_Your assignment_. From the data below, tally each line that has "sent" in it, then give that tally without comment.

_Records to process_.
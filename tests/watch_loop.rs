// tests/watch_loop.rs

mod common;

use std::sync::{
    Arc,
    atomic::{AtomicBool, AtomicU32, Ordering},
};

use common::*;
use scholar_watch::{config::ScheduleOptions, notify::RecordingNotifier, schedule};

#[test]
fn runs_cycles_until_stopped_and_notifies_on_growth() {
    let dir = tempfile::tempdir().unwrap();
    let clock = TestClock::new();
    let total = Arc::new(AtomicU32::new(10));
    let t = Arc::clone(&total);
    let client = FnClient::new(move |_| {
        let n = t.fetch_add(1, Ordering::Relaxed);
        Ok(profile_html("Ada Lovelace", n, &papers(&[("Alpha", n)]), false))
    });
    let tracker = tracker(dir.path(), client, &clock);
    tracker.add_author("https://scholar.google.com/citations?user=u1").unwrap();

    let opts = ScheduleOptions { interval_secs: 0, initial_delay_secs: 0 };
    let notifier = RecordingNotifier::default();
    let stop = AtomicBool::new(false);
    let mut cycles = 0;

    schedule::watch(&tracker, &opts, &notifier, &stop, |r| {
        assert!(r.is_ok());
        cycles += 1;
        if cycles == 2 {
            stop.store(true, Ordering::Relaxed);
        }
    });

    assert_eq!(cycles, 2);
    let sent = notifier.take();
    assert_eq!(sent.len(), 2);
    assert_eq!(sent[1].message.lines().next(), Some("Ada Lovelace: 11 → 12 (+1)"));
    assert_eq!(tracker.author("u1").unwrap().metrics.total_citations, 12);
}

#[test]
fn stop_before_first_cycle_skips_refresh() {
    let dir = tempfile::tempdir().unwrap();
    let clock = TestClock::new();
    let client = FnClient::new(|_| Ok(profile_html("Ada Lovelace", 1, &[], false)));
    let calls = Arc::clone(&client.calls);
    let tracker = tracker(dir.path(), client, &clock);

    let stop = AtomicBool::new(true);
    let mut cycles = 0;
    schedule::watch(&tracker, &ScheduleOptions::default(), &RecordingNotifier::default(), &stop, |_| cycles += 1);

    assert_eq!(cycles, 0);
    assert!(calls.lock().unwrap().is_empty());
}
// src/schedule.rs
use std::{
    sync::atomic::{AtomicBool, Ordering},
    thread,
    time::{Duration, Instant},
};

use crate::{config::ScheduleOptions, error::Result, notify::Notifier, tracker::{RefreshReport, Tracker}};

/// Granularity of the stop check while waiting.
const SLICE: Duration = Duration::from_millis(200);

/// Refresh after `initial_delay`, then every `interval`, until `stop` is set.
///
/// `on_cycle` sees every run's outcome; the loop itself never gives up on
/// an error, the next cycle just tries again.
pub fn watch(
    tracker: &Tracker,
    opts: &ScheduleOptions,
    notifier: &dyn Notifier,
    stop: &AtomicBool,
    mut on_cycle: impl FnMut(&Result<RefreshReport>),
) {
    logf!("Watching: first refresh in {}s, then every {}s", opts.initial_delay_secs, opts.interval_secs);
    if !wait(opts.initial_delay(), stop) {
        return;
    }
    loop {
        let r = tracker.refresh_all(None, notifier);
        match &r {
            Ok(report) => logf!(
                "Auto-refresh: {}/{} ok, {}",
                report.refreshed,
                report.total(),
                plural!(report.citation_changes.len(), "change")
            ),
            Err(e) => loge!("Auto-refresh failed: {e}"),
        }
        on_cycle(&r);
        if !wait(opts.interval(), stop) {
            break;
        }
    }
    logd!("Watch loop stopped");
}

/// Sleep `d` in slices. False if `stop` was raised before or during.
fn wait(d: Duration, stop: &AtomicBool) -> bool {
    let deadline = Instant::now() + d;
    loop {
        if stop.load(Ordering::Relaxed) {
            return false;
        }
        let now = Instant::now();
        if now >= deadline {
            return true;
        }
        thread::sleep(SLICE.min(deadline - now));
    }
}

_Exercise result_. 3